[Collected data]
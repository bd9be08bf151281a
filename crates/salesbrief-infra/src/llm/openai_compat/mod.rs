//! OpenAI-compatible LLM provider implementation.
//!
//! A single [`OpenAiCompatibleProvider`] serves the Hugging Face inference
//! router and OpenAI from one codebase via configurable base URLs and factory
//! functions.
//!
//! Requests go straight through `reqwest`: one `POST {base_url}/chat/completions`
//! per call, no SDK-level retry or backoff, and no timeout beyond reqwest's own.

pub mod config;
pub mod types;

use secrecy::{ExposeSecret, SecretString};

use salesbrief_core::llm::provider::LlmProvider;
use salesbrief_types::llm::{CompletionRequest, CompletionResponse, LlmError, StopReason, Usage};

use self::config::OpenAiCompatConfig;
use self::types::{ChatCompletionRequest, ChatCompletionResponse, ChatMessage, error_message};

/// Unified provider for any OpenAI-compatible API.
///
/// # API Key Security
///
/// The API key is stored as a [`SecretString`] and is only exposed when
/// building the `Authorization` header. The type does NOT derive Debug.
pub struct OpenAiCompatibleProvider {
    client: reqwest::Client,
    api_key: SecretString,
    provider_name: String,
    base_url: String,
    model: String,
}

impl OpenAiCompatibleProvider {
    /// Create a new OpenAI-compatible provider from a configuration.
    pub fn new(config: OpenAiCompatConfig) -> Self {
        Self {
            client: reqwest::Client::new(),
            api_key: config.api_key,
            provider_name: config.provider_name,
            base_url: config.base_url,
            model: config.model,
        }
    }

    fn url(&self) -> String {
        format!("{}/chat/completions", self.base_url)
    }

    /// Build a [`ChatCompletionRequest`] from a generic [`CompletionRequest`].
    fn build_request(&self, request: &CompletionRequest) -> ChatCompletionRequest {
        let messages = request
            .messages
            .iter()
            .map(|m| ChatMessage {
                role: m.role.to_string(),
                content: m.content.clone(),
            })
            .collect();

        // Use the model from the request if set, otherwise fall back to config default
        let model = if request.model.is_empty() {
            self.model.clone()
        } else {
            request.model.clone()
        };

        ChatCompletionRequest {
            model,
            messages,
            max_tokens: request.max_tokens,
            temperature: request.temperature,
            stream: false,
        }
    }
}

impl LlmProvider for OpenAiCompatibleProvider {
    fn name(&self) -> &str {
        &self.provider_name
    }

    fn model(&self) -> &str {
        &self.model
    }

    async fn complete(&self, request: &CompletionRequest) -> Result<CompletionResponse, LlmError> {
        let body = self.build_request(request);

        tracing::debug!(
            provider = %self.provider_name,
            model = %body.model,
            messages = body.messages.len(),
            "sending chat completion request"
        );

        let response = self
            .client
            .post(self.url())
            .bearer_auth(self.api_key.expose_secret())
            .json(&body)
            .send()
            .await
            .map_err(|e| LlmError::Provider {
                message: format!("HTTP request failed: {e}"),
            })?;

        let status = response.status();
        if !status.is_success() {
            let retry_after_ms = response
                .headers()
                .get(reqwest::header::RETRY_AFTER)
                .and_then(|v| v.to_str().ok())
                .and_then(|v| v.trim().parse::<u64>().ok())
                .map(|secs| secs.saturating_mul(1000));
            let error_body = response.text().await.unwrap_or_default();
            return Err(map_status_error(status, &error_body, retry_after_ms));
        }

        let chat: ChatCompletionResponse = response.json().await.map_err(|e| {
            LlmError::Deserialization(format!("failed to parse response: {e}"))
        })?;

        let choice = chat.choices.into_iter().next().ok_or(LlmError::EmptyResponse)?;
        let content = choice.message.content.ok_or(LlmError::EmptyResponse)?;

        let stop_reason = match choice.finish_reason.as_deref() {
            Some("length") => StopReason::MaxTokens,
            Some("content_filter") => StopReason::ContentFilter,
            _ => StopReason::EndTurn,
        };

        let usage = chat
            .usage
            .map(|u| Usage {
                input_tokens: u.prompt_tokens,
                output_tokens: u.completion_tokens,
            })
            .unwrap_or_default();

        Ok(CompletionResponse {
            id: chat.id,
            content,
            model: if chat.model.is_empty() { body.model } else { chat.model },
            stop_reason,
            usage,
        })
    }
}

/// Map a non-success HTTP status and body to an [`LlmError`].
fn map_status_error(
    status: reqwest::StatusCode,
    body: &str,
    retry_after_ms: Option<u64>,
) -> LlmError {
    let message = error_message(body);
    match status.as_u16() {
        401 | 403 => LlmError::AuthenticationFailed,
        429 => LlmError::RateLimited { retry_after_ms },
        400 | 404 | 422 => LlmError::InvalidRequest(message),
        503 | 529 => LlmError::Overloaded(message),
        _ => LlmError::Provider {
            message: format!("HTTP {status}: {message}"),
        },
    }
}

#[cfg(test)]
mod tests {
    use super::*;
    use salesbrief_types::llm::Message;

    fn secret(value: &str) -> SecretString {
        SecretString::from(value.to_string())
    }

    fn provider_at(url: &str) -> OpenAiCompatibleProvider {
        OpenAiCompatibleProvider::new(
            config::openai_defaults(secret("sk-test"), "gpt-4o").with_base_url(url),
        )
    }

    fn request(prompt: &str) -> CompletionRequest {
        CompletionRequest {
            model: String::new(),
            messages: vec![Message::user(prompt)],
            max_tokens: None,
            temperature: None,
        }
    }

    #[test]
    fn test_huggingface_factory() {
        let provider = OpenAiCompatibleProvider::new(config::huggingface_defaults(
            secret("hf_x"),
            config::DEFAULT_HUGGINGFACE_MODEL,
            None,
        ));
        assert_eq!(LlmProvider::name(&provider), "huggingface");
        assert_eq!(
            LlmProvider::model(&provider),
            "meta-llama/Meta-Llama-3-8B-Instruct:novita"
        );
        assert_eq!(provider.url(), "https://router.huggingface.co/v1/chat/completions");
    }

    #[test]
    fn test_build_request_empty_model_uses_default() {
        let provider = OpenAiCompatibleProvider::new(config::openai_defaults(secret("k"), "gpt-4o"));
        let body = provider.build_request(&request("hi"));
        assert_eq!(body.model, "gpt-4o");
        assert_eq!(body.messages.len(), 1);
        assert_eq!(body.messages[0].role, "user");
        assert!(!body.stream);
    }

    #[tokio::test]
    async fn test_complete_sends_single_user_message() {
        let mut server = mockito::Server::new_async().await;
        let mock = server
            .mock("POST", "/chat/completions")
            .match_header("authorization", "Bearer sk-test")
            .match_body(mockito::Matcher::Json(serde_json::json!({
                "model": "gpt-4o",
                "messages": [{"role": "user", "content": "Write the brief"}],
                "stream": false
            })))
            .with_status(200)
            .with_header("content-type", "application/json")
            .with_body(
                r###"{
                    "id": "chatcmpl-1",
                    "object": "chat.completion",
                    "created": 1700000000,
                    "model": "gpt-4o-2024-08-06",
                    "choices": [{
                        "index": 0,
                        "message": {"role": "assistant", "content": "## Company Strategy"},
                        "finish_reason": "stop"
                    }],
                    "usage": {"prompt_tokens": 120, "completion_tokens": 40, "total_tokens": 160}
                }"###,
            )
            .expect(1)
            .create_async()
            .await;

        let provider = provider_at(&server.url());
        let response = provider.complete(&request("Write the brief")).await.unwrap();

        assert_eq!(response.id, "chatcmpl-1");
        assert_eq!(response.content, "## Company Strategy");
        assert_eq!(response.model, "gpt-4o-2024-08-06");
        assert_eq!(response.stop_reason, StopReason::EndTurn);
        assert_eq!(response.usage.input_tokens, 120);
        assert_eq!(response.usage.output_tokens, 40);
        mock.assert_async().await;
    }

    #[tokio::test]
    async fn test_complete_unauthorized_is_not_retried() {
        let mut server = mockito::Server::new_async().await;
        let mock = server
            .mock("POST", "/chat/completions")
            .with_status(401)
            .with_body(r#"{"error":{"message":"Invalid API key"}}"#)
            .expect(1)
            .create_async()
            .await;

        let err = provider_at(&server.url())
            .complete(&request("x"))
            .await
            .unwrap_err();

        assert!(matches!(err, LlmError::AuthenticationFailed));
        mock.assert_async().await;
    }

    #[tokio::test]
    async fn test_complete_rate_limited_reads_retry_after() {
        let mut server = mockito::Server::new_async().await;
        server
            .mock("POST", "/chat/completions")
            .with_status(429)
            .with_header("retry-after", "3")
            .create_async()
            .await;

        let err = provider_at(&server.url())
            .complete(&request("x"))
            .await
            .unwrap_err();

        assert!(matches!(
            err,
            LlmError::RateLimited {
                retry_after_ms: Some(3000)
            }
        ));
    }

    #[tokio::test]
    async fn test_complete_huge_retry_after_saturates() {
        let mut server = mockito::Server::new_async().await;
        server
            .mock("POST", "/chat/completions")
            .with_status(429)
            .with_header("retry-after", "18446744073709551615")
            .create_async()
            .await;

        let err = provider_at(&server.url())
            .complete(&request("x"))
            .await
            .unwrap_err();

        assert!(matches!(
            err,
            LlmError::RateLimited {
                retry_after_ms: Some(u64::MAX)
            }
        ));
    }

    #[tokio::test]
    async fn test_complete_server_error_maps_to_provider_error() {
        let mut server = mockito::Server::new_async().await;
        let mock = server
            .mock("POST", "/chat/completions")
            .with_status(500)
            .with_body(r#"{"error":"internal failure"}"#)
            .expect(1)
            .create_async()
            .await;

        let err = provider_at(&server.url())
            .complete(&request("x"))
            .await
            .unwrap_err();

        match err {
            LlmError::Provider { message } => assert!(message.contains("internal failure")),
            other => panic!("expected Provider error, got {other:?}"),
        }
        mock.assert_async().await;
    }

    #[tokio::test]
    async fn test_complete_without_choices_is_empty_response() {
        let mut server = mockito::Server::new_async().await;
        server
            .mock("POST", "/chat/completions")
            .with_status(200)
            .with_body(r#"{"id":"x","model":"m","choices":[]}"#)
            .create_async()
            .await;

        let err = provider_at(&server.url())
            .complete(&request("x"))
            .await
            .unwrap_err();

        assert!(matches!(err, LlmError::EmptyResponse));
    }

    #[tokio::test]
    async fn test_complete_malformed_body_is_deserialization_error() {
        let mut server = mockito::Server::new_async().await;
        server
            .mock("POST", "/chat/completions")
            .with_status(200)
            .with_body("not json")
            .create_async()
            .await;

        let err = provider_at(&server.url())
            .complete(&request("x"))
            .await
            .unwrap_err();

        assert!(matches!(err, LlmError::Deserialization(_)));
    }

    #[test]
    fn test_map_status_error() {
        use reqwest::StatusCode;

        assert!(matches!(
            map_status_error(StatusCode::TOO_MANY_REQUESTS, "", Some(2000)),
            LlmError::RateLimited {
                retry_after_ms: Some(2000)
            }
        ));
        assert!(matches!(
            map_status_error(StatusCode::SERVICE_UNAVAILABLE, r#"{"error":"loading"}"#, None),
            LlmError::Overloaded(msg) if msg == "loading"
        ));
        assert!(matches!(
            map_status_error(StatusCode::BAD_REQUEST, r#"{"error":{"message":"bad model"}}"#, None),
            LlmError::InvalidRequest(msg) if msg == "bad model"
        ));
    }
}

Work required >>
Only certain lines are wanted. Please return exactly those from the top of the data through the line with "use salesbrief_core::llm::provider::LlmProvider;".

The answer >>
repository bd9be08bf151281a
filename crates/salesbrief-infra/src/llm/openai_compat/mod.rs
//! OpenAI-compatible LLM provider implementation.
//!
//! A single [`OpenAiCompatibleProvider`] serves the Hugging Face inference
//! router and OpenAI from one codebase via configurable base URLs and factory
//! functions.
//!
//! Requests go straight through `reqwest`: one `POST {base_url}/chat/completions`
//! per call, no SDK-level retry or backoff, and no timeout beyond reqwest's own.

pub mod config;
pub mod types;

use secrecy::{ExposeSecret, SecretString};

use salesbrief_core::llm::provider::LlmProvider;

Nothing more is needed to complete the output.